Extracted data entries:
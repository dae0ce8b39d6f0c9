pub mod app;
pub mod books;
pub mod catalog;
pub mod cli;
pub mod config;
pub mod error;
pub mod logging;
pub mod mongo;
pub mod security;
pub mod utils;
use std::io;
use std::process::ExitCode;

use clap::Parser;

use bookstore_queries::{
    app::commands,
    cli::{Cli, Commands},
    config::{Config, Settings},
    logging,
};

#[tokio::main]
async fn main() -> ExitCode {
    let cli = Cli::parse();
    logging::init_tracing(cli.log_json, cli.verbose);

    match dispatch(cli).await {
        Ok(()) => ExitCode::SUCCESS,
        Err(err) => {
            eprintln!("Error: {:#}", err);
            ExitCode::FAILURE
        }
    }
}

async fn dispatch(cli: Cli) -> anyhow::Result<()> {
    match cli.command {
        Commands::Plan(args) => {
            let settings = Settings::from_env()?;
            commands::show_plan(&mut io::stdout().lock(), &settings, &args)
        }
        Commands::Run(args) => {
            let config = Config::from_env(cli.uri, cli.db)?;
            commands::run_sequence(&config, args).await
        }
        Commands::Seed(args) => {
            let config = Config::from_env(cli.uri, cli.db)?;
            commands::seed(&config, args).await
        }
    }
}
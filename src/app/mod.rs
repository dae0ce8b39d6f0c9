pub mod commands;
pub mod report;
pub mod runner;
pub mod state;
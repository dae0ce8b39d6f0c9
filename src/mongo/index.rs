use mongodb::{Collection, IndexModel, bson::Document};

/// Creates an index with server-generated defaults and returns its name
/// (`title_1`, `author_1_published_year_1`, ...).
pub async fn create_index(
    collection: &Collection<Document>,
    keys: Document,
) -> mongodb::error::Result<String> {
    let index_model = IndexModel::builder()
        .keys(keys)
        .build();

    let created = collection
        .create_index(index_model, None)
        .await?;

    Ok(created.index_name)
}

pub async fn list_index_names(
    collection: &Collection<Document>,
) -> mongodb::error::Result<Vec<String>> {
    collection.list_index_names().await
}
...
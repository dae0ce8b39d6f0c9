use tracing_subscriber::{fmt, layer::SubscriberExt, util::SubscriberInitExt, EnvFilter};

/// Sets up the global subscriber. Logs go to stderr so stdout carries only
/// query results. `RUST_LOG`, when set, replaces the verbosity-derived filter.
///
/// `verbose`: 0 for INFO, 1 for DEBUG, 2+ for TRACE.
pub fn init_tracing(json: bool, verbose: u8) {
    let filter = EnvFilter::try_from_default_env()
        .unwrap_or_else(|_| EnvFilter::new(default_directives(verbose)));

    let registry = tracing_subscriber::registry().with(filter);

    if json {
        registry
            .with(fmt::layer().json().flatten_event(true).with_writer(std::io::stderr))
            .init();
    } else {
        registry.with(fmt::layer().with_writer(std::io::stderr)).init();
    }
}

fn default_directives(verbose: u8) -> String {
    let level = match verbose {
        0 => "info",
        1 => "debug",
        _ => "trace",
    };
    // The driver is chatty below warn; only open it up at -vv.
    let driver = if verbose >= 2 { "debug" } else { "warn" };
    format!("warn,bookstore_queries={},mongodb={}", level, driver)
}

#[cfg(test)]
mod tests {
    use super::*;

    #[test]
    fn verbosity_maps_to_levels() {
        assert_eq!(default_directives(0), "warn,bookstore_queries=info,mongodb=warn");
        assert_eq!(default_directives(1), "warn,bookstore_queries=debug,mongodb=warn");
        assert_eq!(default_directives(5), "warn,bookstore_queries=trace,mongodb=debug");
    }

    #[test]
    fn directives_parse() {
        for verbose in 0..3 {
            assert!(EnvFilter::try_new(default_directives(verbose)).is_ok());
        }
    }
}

### EXERCISE REQUIREMENTS
From the entries above, return each line with the word "EnvFilter" in it.

### WRITTEN ANSWER
use tracing_subscriber::{fmt, layer::SubscriberExt, util::SubscriberInitExt, EnvFilter};
    let filter = EnvFilter::try_from_default_env()
        .unwrap_or_else(|_| EnvFilter::new(default_directives(verbose)));
            assert!(EnvFilter::try_new(default_directives(verbose)).is_ok());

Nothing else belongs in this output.